_Problem description_
Nothing beyond the line containing "use gnr_server::config::load_config;" should be printed; print each line exactly from the first line of the listing below through it.

_Given records_
=== Section Start ===

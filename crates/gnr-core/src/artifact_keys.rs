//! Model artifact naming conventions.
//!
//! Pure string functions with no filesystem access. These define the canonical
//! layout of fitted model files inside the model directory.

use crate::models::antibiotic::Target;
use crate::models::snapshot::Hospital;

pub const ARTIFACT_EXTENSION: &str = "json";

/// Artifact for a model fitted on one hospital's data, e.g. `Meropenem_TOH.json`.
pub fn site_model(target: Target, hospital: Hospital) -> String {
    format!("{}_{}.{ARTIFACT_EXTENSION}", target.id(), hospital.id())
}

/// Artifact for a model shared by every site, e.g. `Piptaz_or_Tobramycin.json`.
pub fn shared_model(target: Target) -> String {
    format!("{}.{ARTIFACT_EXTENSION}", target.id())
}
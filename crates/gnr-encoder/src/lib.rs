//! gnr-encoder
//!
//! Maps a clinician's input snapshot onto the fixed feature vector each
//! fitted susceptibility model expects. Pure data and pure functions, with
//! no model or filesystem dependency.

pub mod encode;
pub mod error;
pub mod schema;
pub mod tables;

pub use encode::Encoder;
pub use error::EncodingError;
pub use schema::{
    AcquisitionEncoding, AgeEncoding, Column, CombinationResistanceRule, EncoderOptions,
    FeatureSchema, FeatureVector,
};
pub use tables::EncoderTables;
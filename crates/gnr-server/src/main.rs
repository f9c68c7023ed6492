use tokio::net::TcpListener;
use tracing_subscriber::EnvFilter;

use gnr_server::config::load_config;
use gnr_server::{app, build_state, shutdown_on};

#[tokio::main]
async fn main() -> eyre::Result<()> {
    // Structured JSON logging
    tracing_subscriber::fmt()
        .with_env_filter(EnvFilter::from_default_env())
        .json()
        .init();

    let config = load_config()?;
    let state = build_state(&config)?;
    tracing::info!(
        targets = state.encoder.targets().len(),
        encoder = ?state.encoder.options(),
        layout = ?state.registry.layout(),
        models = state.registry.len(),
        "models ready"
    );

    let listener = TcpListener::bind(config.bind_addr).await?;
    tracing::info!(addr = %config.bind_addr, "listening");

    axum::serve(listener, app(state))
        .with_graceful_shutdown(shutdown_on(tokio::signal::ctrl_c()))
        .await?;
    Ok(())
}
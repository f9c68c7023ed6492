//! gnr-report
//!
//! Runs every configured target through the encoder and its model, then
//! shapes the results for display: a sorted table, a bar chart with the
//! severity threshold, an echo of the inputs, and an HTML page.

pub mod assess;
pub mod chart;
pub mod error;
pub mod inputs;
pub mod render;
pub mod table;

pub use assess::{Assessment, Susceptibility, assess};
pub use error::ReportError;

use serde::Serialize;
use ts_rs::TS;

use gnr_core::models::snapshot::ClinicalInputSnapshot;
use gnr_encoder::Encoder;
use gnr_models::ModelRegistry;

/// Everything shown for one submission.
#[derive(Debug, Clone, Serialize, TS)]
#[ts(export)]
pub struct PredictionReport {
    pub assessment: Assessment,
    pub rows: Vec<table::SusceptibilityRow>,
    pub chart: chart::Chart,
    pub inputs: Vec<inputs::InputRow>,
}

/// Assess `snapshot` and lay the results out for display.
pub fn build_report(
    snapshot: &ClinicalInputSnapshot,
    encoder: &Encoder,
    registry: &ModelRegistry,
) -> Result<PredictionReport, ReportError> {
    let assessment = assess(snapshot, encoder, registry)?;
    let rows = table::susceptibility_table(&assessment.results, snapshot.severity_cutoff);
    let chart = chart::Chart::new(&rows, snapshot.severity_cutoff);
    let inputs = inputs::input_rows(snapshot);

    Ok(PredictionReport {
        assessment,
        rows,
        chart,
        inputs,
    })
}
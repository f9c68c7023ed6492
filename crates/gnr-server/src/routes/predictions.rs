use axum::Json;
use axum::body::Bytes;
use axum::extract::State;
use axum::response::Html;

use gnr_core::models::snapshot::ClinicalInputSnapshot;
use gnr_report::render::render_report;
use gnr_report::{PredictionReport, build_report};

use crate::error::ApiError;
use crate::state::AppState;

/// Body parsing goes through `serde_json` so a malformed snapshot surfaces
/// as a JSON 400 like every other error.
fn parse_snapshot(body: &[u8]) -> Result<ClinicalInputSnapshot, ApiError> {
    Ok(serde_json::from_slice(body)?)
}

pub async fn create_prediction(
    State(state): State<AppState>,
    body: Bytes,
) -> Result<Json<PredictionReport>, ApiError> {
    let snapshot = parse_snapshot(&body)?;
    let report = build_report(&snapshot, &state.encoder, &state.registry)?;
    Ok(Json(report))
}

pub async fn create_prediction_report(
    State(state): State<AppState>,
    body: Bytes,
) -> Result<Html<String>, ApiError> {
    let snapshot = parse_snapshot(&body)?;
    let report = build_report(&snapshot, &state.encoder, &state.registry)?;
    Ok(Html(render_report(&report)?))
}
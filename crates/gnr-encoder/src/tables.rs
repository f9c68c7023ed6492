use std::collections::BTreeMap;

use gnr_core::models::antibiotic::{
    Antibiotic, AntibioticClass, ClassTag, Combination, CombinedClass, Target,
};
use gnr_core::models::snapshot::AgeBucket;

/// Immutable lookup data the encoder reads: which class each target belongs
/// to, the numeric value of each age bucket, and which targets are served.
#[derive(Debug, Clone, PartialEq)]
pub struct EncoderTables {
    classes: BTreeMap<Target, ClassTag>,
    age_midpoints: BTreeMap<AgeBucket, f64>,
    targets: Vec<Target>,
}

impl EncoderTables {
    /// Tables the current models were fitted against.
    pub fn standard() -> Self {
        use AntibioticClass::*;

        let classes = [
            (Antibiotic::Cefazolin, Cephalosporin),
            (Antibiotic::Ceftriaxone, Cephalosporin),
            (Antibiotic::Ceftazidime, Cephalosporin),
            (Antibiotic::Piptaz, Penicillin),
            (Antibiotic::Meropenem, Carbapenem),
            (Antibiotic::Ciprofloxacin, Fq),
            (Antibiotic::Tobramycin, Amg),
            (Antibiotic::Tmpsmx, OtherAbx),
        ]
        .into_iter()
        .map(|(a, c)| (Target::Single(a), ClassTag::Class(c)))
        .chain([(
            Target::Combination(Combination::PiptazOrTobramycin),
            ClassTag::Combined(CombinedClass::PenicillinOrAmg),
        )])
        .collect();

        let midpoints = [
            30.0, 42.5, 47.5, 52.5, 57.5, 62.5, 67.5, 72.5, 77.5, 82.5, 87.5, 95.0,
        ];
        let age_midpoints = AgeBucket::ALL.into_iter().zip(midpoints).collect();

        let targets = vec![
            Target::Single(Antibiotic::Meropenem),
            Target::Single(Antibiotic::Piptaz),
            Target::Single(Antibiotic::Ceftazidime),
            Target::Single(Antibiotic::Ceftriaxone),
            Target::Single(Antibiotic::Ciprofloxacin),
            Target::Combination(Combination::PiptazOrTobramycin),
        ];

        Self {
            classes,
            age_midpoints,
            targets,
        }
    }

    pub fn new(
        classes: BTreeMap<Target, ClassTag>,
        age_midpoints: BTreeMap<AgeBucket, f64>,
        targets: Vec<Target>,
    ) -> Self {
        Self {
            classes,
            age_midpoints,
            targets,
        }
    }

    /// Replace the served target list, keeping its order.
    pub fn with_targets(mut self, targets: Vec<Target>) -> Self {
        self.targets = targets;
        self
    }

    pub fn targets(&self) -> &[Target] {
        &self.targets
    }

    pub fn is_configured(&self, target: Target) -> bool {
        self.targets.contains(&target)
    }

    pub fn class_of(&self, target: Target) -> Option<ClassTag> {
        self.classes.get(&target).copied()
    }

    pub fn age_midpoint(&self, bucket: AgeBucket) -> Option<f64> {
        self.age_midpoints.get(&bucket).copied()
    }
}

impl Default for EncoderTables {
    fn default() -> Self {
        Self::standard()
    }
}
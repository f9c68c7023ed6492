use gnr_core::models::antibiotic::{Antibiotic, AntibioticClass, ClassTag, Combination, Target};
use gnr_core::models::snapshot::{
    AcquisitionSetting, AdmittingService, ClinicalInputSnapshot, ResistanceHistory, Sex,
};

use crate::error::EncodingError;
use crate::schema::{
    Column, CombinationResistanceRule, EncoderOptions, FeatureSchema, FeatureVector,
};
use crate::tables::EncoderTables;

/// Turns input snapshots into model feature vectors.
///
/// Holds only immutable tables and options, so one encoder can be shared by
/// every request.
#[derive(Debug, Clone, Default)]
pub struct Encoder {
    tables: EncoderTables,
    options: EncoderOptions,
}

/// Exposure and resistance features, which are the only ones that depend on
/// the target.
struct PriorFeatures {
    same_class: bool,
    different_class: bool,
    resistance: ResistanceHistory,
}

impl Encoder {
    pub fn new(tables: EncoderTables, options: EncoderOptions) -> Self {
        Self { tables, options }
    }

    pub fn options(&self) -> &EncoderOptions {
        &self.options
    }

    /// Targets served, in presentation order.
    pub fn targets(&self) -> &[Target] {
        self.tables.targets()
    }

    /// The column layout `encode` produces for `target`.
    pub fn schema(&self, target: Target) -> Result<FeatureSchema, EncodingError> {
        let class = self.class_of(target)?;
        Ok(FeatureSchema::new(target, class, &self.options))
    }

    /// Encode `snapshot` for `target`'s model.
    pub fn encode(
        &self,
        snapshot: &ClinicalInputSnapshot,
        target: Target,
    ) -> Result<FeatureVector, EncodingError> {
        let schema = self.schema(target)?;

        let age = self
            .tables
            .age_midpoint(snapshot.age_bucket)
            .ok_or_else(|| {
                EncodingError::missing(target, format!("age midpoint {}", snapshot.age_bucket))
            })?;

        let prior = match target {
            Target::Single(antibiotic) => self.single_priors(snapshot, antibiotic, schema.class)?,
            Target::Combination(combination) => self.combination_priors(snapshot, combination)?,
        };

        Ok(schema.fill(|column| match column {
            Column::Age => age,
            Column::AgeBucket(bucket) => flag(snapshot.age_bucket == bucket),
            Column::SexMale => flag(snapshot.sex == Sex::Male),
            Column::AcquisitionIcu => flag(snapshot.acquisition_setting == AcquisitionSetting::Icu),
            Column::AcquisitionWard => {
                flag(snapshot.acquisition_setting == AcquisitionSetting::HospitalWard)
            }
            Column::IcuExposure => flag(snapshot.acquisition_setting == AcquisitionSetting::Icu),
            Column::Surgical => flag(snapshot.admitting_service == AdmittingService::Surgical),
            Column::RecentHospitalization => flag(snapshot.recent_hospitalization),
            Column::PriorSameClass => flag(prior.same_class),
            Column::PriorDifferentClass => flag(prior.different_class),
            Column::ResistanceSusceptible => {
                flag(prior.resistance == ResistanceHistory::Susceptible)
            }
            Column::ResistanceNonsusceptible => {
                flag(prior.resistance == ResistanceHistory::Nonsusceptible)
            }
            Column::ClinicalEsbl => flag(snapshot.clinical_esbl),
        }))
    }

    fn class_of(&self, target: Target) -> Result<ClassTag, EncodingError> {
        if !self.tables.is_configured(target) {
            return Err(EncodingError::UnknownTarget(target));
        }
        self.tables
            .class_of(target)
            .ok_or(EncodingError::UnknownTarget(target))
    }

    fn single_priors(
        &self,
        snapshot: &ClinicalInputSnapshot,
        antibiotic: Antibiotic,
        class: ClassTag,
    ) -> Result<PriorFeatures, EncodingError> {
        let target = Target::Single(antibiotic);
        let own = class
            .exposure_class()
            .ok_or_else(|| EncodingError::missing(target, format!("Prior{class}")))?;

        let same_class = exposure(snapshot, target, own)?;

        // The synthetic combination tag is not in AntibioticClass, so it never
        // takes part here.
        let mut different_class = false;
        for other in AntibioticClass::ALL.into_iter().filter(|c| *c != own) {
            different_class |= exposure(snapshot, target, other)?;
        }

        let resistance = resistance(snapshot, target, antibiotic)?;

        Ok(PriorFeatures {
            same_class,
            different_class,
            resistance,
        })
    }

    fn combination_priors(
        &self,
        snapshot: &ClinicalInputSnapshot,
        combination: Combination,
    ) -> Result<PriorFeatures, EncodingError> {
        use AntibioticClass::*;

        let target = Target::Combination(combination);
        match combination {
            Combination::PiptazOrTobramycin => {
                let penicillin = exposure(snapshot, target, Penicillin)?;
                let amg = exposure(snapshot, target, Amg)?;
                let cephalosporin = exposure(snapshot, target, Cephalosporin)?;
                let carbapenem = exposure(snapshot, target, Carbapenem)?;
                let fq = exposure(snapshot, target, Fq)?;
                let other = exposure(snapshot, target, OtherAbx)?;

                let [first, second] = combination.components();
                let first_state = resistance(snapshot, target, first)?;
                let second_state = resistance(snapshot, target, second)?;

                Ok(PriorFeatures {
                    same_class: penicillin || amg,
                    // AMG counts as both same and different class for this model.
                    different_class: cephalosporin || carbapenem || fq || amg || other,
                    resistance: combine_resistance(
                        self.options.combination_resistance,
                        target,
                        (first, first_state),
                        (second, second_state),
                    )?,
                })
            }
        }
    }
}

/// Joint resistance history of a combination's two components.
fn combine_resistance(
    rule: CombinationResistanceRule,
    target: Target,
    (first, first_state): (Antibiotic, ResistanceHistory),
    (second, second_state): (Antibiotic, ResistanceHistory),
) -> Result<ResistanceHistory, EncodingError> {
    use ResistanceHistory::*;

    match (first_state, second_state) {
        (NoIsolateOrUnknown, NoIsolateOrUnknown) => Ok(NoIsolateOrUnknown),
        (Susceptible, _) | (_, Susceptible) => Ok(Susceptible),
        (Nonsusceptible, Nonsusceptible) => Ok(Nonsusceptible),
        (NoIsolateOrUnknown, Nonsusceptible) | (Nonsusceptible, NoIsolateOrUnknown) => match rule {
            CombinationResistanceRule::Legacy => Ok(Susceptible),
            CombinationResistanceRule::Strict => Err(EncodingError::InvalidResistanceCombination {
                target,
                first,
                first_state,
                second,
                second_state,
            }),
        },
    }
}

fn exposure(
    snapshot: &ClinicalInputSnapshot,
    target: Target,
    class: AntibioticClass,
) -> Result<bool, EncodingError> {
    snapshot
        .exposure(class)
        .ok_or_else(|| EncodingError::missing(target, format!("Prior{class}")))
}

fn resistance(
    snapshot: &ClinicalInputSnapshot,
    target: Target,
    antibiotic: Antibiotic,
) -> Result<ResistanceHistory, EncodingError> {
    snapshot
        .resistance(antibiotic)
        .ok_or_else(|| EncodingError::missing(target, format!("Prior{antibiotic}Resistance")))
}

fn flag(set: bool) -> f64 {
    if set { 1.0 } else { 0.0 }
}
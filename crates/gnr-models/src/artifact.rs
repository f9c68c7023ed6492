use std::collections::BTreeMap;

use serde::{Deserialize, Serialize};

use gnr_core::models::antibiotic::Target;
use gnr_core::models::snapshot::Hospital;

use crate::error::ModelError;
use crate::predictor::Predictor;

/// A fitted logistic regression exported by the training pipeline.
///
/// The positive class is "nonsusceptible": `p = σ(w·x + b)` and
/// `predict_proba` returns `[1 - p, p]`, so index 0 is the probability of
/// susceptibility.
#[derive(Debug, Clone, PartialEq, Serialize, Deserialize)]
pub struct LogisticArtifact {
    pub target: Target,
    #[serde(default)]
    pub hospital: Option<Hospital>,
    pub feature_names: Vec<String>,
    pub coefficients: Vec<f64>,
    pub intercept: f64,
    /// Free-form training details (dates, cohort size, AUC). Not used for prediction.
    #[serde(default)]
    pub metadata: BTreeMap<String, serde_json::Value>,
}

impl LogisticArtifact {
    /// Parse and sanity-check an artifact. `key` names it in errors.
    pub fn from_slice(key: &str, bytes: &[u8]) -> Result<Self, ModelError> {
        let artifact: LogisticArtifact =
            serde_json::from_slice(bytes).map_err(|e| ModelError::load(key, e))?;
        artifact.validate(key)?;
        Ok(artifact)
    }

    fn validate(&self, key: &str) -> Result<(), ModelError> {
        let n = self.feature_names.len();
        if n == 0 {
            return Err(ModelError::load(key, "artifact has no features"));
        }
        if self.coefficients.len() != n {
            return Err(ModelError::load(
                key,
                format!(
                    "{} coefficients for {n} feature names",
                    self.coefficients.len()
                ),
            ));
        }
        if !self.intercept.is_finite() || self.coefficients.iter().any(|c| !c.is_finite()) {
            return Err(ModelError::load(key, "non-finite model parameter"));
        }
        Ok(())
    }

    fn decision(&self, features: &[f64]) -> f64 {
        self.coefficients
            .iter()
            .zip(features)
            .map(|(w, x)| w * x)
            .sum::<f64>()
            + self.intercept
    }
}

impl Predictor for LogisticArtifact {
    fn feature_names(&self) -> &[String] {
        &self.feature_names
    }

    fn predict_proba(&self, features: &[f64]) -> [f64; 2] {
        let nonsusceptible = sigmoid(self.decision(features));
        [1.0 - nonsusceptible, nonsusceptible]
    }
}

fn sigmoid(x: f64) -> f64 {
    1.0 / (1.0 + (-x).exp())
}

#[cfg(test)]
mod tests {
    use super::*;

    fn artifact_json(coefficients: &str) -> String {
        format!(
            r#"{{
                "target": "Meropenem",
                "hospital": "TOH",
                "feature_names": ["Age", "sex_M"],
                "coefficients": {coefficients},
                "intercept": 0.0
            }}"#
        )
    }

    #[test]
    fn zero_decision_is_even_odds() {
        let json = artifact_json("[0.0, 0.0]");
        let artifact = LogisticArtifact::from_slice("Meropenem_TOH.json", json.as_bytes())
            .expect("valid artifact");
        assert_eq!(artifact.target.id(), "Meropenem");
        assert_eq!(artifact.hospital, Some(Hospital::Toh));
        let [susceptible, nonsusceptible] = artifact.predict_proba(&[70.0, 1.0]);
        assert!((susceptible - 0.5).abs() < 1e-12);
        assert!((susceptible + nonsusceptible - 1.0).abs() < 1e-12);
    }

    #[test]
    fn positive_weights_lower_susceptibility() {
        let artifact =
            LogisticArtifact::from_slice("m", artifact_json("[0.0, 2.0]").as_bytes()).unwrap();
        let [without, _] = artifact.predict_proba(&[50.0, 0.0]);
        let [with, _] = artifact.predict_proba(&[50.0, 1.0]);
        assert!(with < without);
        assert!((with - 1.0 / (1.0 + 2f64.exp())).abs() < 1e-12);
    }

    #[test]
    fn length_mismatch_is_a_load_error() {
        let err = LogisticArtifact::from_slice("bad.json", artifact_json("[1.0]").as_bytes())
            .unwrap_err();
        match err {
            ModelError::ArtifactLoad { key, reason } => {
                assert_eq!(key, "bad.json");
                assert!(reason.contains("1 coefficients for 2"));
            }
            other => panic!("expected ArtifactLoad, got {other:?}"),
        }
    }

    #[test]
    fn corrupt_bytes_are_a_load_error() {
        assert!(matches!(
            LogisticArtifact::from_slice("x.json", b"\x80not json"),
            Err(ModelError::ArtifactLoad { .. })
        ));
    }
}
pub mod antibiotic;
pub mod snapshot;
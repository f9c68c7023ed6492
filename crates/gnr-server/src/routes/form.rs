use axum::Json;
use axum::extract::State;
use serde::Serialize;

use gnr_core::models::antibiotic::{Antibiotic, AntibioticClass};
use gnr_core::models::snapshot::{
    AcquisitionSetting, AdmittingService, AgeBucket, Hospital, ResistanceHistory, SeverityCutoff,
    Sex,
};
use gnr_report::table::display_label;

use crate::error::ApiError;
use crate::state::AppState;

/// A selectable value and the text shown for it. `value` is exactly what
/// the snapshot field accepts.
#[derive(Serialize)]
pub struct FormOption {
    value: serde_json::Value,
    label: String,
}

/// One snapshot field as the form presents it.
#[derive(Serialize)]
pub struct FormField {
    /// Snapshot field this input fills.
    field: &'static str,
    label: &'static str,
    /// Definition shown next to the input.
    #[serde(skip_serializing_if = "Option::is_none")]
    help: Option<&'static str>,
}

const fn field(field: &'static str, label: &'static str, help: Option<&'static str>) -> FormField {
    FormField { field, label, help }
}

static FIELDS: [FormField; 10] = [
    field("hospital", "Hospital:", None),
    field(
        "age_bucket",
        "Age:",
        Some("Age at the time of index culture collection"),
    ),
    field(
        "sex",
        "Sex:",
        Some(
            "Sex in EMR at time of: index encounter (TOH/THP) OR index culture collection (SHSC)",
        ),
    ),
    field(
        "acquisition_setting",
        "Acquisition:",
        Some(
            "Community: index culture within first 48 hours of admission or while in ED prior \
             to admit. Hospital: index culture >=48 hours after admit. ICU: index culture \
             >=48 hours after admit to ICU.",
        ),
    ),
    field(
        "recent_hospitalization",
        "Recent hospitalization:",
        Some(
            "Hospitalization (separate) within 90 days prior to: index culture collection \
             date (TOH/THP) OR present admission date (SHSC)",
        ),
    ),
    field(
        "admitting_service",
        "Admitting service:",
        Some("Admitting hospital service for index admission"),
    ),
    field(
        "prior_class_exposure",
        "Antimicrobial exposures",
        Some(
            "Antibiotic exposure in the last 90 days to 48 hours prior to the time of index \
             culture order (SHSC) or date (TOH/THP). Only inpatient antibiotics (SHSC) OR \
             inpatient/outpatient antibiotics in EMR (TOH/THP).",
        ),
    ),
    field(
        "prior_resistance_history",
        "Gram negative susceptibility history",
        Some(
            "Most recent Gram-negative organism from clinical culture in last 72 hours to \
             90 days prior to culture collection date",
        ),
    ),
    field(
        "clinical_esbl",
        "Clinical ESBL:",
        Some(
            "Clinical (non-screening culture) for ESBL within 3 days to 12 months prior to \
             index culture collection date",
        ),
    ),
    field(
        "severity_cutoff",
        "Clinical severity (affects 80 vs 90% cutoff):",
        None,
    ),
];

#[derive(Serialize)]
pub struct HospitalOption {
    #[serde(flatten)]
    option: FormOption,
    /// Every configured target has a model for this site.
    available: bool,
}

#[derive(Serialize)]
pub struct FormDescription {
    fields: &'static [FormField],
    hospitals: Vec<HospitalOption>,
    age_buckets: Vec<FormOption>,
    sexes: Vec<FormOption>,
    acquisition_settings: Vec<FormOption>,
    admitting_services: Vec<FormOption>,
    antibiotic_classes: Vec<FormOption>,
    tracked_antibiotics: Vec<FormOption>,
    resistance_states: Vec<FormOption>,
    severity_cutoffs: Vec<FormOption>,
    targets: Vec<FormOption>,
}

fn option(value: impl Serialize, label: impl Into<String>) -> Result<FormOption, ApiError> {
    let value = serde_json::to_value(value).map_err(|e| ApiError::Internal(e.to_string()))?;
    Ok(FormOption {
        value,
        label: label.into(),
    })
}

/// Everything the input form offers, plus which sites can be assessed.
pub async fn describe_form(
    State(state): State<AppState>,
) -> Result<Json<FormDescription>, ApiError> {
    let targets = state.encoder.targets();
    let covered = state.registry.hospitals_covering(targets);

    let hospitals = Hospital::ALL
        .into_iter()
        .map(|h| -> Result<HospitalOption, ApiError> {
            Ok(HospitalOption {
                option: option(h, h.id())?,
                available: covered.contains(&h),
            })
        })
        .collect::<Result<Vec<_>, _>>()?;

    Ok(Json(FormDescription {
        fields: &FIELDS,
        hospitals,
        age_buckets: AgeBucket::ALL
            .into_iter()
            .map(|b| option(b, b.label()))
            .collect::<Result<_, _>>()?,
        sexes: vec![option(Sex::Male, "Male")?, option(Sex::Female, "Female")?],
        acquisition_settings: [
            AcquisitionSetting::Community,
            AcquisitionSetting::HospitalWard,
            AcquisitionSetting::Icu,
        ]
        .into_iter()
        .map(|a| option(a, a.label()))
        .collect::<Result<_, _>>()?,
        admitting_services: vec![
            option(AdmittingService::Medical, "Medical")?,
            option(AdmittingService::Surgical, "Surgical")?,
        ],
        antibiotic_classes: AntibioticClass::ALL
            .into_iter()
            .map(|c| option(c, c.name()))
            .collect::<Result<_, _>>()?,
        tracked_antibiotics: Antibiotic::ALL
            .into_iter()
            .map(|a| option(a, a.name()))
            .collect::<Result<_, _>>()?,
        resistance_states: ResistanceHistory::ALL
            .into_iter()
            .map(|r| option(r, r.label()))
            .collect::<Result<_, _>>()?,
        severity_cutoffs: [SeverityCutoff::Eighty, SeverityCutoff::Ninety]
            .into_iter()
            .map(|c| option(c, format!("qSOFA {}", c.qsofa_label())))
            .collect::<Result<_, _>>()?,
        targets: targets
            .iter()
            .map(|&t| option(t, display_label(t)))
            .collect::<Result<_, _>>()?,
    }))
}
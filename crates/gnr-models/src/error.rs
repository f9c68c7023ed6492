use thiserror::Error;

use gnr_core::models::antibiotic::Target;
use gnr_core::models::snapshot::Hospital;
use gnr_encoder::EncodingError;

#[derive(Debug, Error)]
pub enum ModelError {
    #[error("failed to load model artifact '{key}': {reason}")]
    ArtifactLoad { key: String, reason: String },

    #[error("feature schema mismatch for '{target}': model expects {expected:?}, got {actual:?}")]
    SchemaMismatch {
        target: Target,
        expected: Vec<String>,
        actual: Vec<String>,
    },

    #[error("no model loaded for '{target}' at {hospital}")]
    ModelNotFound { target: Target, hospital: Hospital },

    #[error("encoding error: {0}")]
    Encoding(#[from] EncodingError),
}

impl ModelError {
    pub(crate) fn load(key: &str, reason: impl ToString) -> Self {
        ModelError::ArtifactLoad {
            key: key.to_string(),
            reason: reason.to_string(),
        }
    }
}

=== Section End ===

_Solution for this problem_
filename crates/gnr-core/src/artifact_keys.rs
//! Model artifact naming conventions.
//!
//! Pure string functions with no filesystem access. These define the canonical
//! layout of fitted model files inside the model directory.

use crate::models::antibiotic::Target;
use crate::models::snapshot::Hospital;

pub const ARTIFACT_EXTENSION: &str = "json";

/// Artifact for a model fitted on one hospital's data, e.g. `Meropenem_TOH.json`.
pub fn site_model(target: Target, hospital: Hospital) -> String {
    format!("{}_{}.{ARTIFACT_EXTENSION}", target.id(), hospital.id())
}

/// Artifact for a model shared by every site, e.g. `Piptaz_or_Tobramycin.json`.
pub fn shared_model(target: Target) -> String {
    format!("{}.{ARTIFACT_EXTENSION}", target.id())
}
filename crates/gnr-encoder/src/lib.rs
//! gnr-encoder
//!
//! Maps a clinician's input snapshot onto the fixed feature vector each
//! fitted susceptibility model expects. Pure data and pure functions, with
//! no model or filesystem dependency.

pub mod encode;
pub mod error;
pub mod schema;
pub mod tables;

pub use encode::Encoder;
pub use error::EncodingError;
pub use schema::{
    AcquisitionEncoding, AgeEncoding, Column, CombinationResistanceRule, EncoderOptions,
    FeatureSchema, FeatureVector,
};
pub use tables::EncoderTables;
filename crates/gnr-server/src/main.rs
repository f9c68c7023ed6492
use tokio::net::TcpListener;
use tracing_subscriber::EnvFilter;

use gnr_server::config::load_config;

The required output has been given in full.